A useful summary of my argument for a national next-generation broadband network can be found in this blog post from January of last year. Little has changed since then. While UPC has continued to invest in upgrading its network and providing faster download speeds, these services are only available in more densely populated urban areas. Eircom (despite its almost bankrupt position) is also investing in the rollout of fibre to the cabinet/home as part of a pilot project in Sandycove (Dublin) and Wexford. Imagine has also invested heavily in the rollout of WiMax technologies at different locations across Ireland. While all of this private sector investment is to be welcomed, the State could be doing far more to deal with the digital divide that has developed between the quality of broadband services in urban versus rural areas. The State owns a large amount of fibre infrastructure that could be amalgamated and developed as part of a next generation national broadband network. Fine Gael’s original NewERA plan advocates exactly this. The plan envisages the amalgamation of existing telecoms network assets held by Bord Gáis, CIE, ESB and the Metropolitan Area Networks to create a national open access next generation broadband network. The amalgamation of existing State telecoms assets was proposed years ago, however, progress on this front was almost non-existent, with the previous Government only getting as far as establishing an “Implementation Taskforce” to examine the issue. Under the current government a “Next Generation Broadband Taskforce” is examining how best to progress the delivery of high speed broadband and it will be interesting to see what the Taskforce recommends in its report due at the end of the year.

Notwithstanding the difficulty associated with amalgamating existing state telecoms assets, the question of how best to upgrade the critical “last mile” infrastructure is even more difficult to resolve. The bulk of the proposed NewERA investment in broadband is to be directed towards investment in the roll out of fibre in the ‘last mile’. However, the vast majority of the last mile infrastructure in the State is owned by Eircom. While the NewERA plan envisages co-investment in infrastructure with the private sector, it is impossible to see how the almost bankrupt Eircom will be able to invest significantly in the upgrading of its last mile infrastructure (much depends on whether Eircom is able to agree a restructuring of its debt burden with bondholders over the coming months). It is therefore likely that significant public funds will be required if this critical infrastructure is to be upgraded in the near future. Unfortunately for Ireland, the longer we delay in facilitating the rollout of this critical infrastructure, the further behind our counterparts we fall and the more we hinder our long run potential growth.

Do you think that the Review Group on State Assets and Liabilities, and the Government, are cognisant enough of the lessons from Europe, where, as you write in the Irish Times: “governments maintain control of two-thirds of privatised firms in the EU by a variety of means”? Or do you find worrying Michael Noonan’s assertion that “The movement towards the private sector holding infrastructural assets, such as those about which we are talking, rather than the public sector has been a part of economic management in all modern economies for the past 30 years, of which I am sure the Deputy is well aware. The European authorities are of the view - it is supported by any economic theory one would like to read - that assets in private hands will be used more efficiently for the public good than assets in public hands in general terms.”

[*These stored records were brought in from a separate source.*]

//! Advisory locking for the work-unit document.
//!
//! Mutations take an exclusive `fs2` lock on a sidecar `<document>.lock`
//! file. Acquisition never blocks indefinitely: it polls with
//! `try_lock_exclusive` and backs off exponentially for a bounded number of
//! attempts, then fails with `LockTimeout`.
//!
//! Advisory locks are cooperative - every writer must go through
//! [`FileLock::acquire`] for the locking to be effective.

use fs2::FileExt;
use std::ffi::OsString;
use std::fs::{self, File, OpenOptions};
use std::path::{Path, PathBuf};
use std::thread;
use std::time::Duration;

use crate::errors::{Result, WorkflowError};

/// Retry schedule for lock acquisition.
#[derive(Debug, Clone, PartialEq, Eq)]
pub struct LockPolicy {
    /// Total attempts, including the first one.
    pub attempts: u32,
    pub initial_backoff: Duration,
    pub max_backoff: Duration,
}

impl Default for LockPolicy {
    fn default() -> Self {
        Self {
            attempts: 10,
            initial_backoff: Duration::from_millis(25),
            max_backoff: Duration::from_millis(400),
        }
    }
}

impl LockPolicy {
    /// Delay to wait after the given failed attempt (0-based).
    pub fn backoff(&self, attempt: u32) -> Duration {
        let factor = 2u32.saturating_pow(attempt);
        self.initial_backoff
            .saturating_mul(factor)
            .min(self.max_backoff)
    }
}

/// An exclusive lock held for the lifetime of the value.
///
/// Dropping the guard releases the lock, so early returns and `?` inside a
/// transaction never leave the document locked.
#[derive(Debug)]
pub struct FileLock {
    file: File,
    path: PathBuf,
}

impl FileLock {
    /// Lock the sidecar file guarding `document`, retrying per `policy`.
    pub fn acquire(document: &Path, policy: &LockPolicy) -> Result<Self> {
        let path = lock_path(document)?;
        if let Some(parent) = path.parent().filter(|p| !p.as_os_str().is_empty()) {
            fs::create_dir_all(parent).map_err(|e| WorkflowError::io(parent, e))?;
        }

        let file = OpenOptions::new()
            .read(true)
            .write(true)
            .create(true)
            .truncate(false)
            .open(&path)
            .map_err(|e| WorkflowError::io(&path, e))?;

        let attempts = policy.attempts.max(1);
        for attempt in 0..attempts {
            match file.try_lock_exclusive() {
                Ok(()) => {
                    tracing::debug!(lock = %path.display(), attempt, "acquired document lock");
                    return Ok(Self { file, path });
                }
                Err(err) if is_contended(&err) => {
                    if attempt + 1 < attempts {
                        let delay = policy.backoff(attempt);
                        tracing::debug!(
                            lock = %path.display(),
                            attempt,
                            delay_ms = delay.as_millis() as u64,
                            "document lock busy, backing off"
                        );
                        thread::sleep(delay);
                    }
                }
                Err(err) => return Err(WorkflowError::io(&path, err)),
            }
        }

        tracing::warn!(lock = %path.display(), attempts, "gave up waiting for document lock");
        Err(WorkflowError::LockTimeout {
            path: document.to_path_buf(),
            attempts,
        })
    }

    pub fn path(&self) -> &Path {
        &self.path
    }
}

impl Drop for FileLock {
    fn drop(&mut self) {
        if let Err(err) = FileExt::unlock(&self.file) {
            tracing::warn!(
                lock = %self.path.display(),
                error = %err,
                "failed to release document lock"
            );
        }
    }
}

/// `spec/work-units.json` -> `spec/work-units.json.lock`
pub fn lock_path(document: &Path) -> Result<PathBuf> {
    let name = document.file_name().ok_or_else(|| {
        WorkflowError::io(
            document,
            std::io::Error::new(std::io::ErrorKind::InvalidInput, "document path has no file name"),
        )
    })?;
    let mut lock_name = OsString::from(name);
    lock_name.push(".lock");
    Ok(document.with_file_name(lock_name))
}

fn is_contended(err: &std::io::Error) -> bool {
    err.kind() == fs2::lock_contended_error().kind()
}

The Review Group on State Assets and Liabilities does recognise some of the lessons from Europe in that it recommends the separation of key network assets from the likes of the ESB and Bord Gáis prior to any sale of the remaining non-strategic assets. However, as we explain in the article linked to in the question, the report does not distinguish between full privatisation and partial privatisation and does not pay sufficient attention to the possibility of privatising but retaining a degree of State control. Such an approach offers the possibility of reaping the benefits of private ownership while retaining State control over what might be regarded as strategic assets.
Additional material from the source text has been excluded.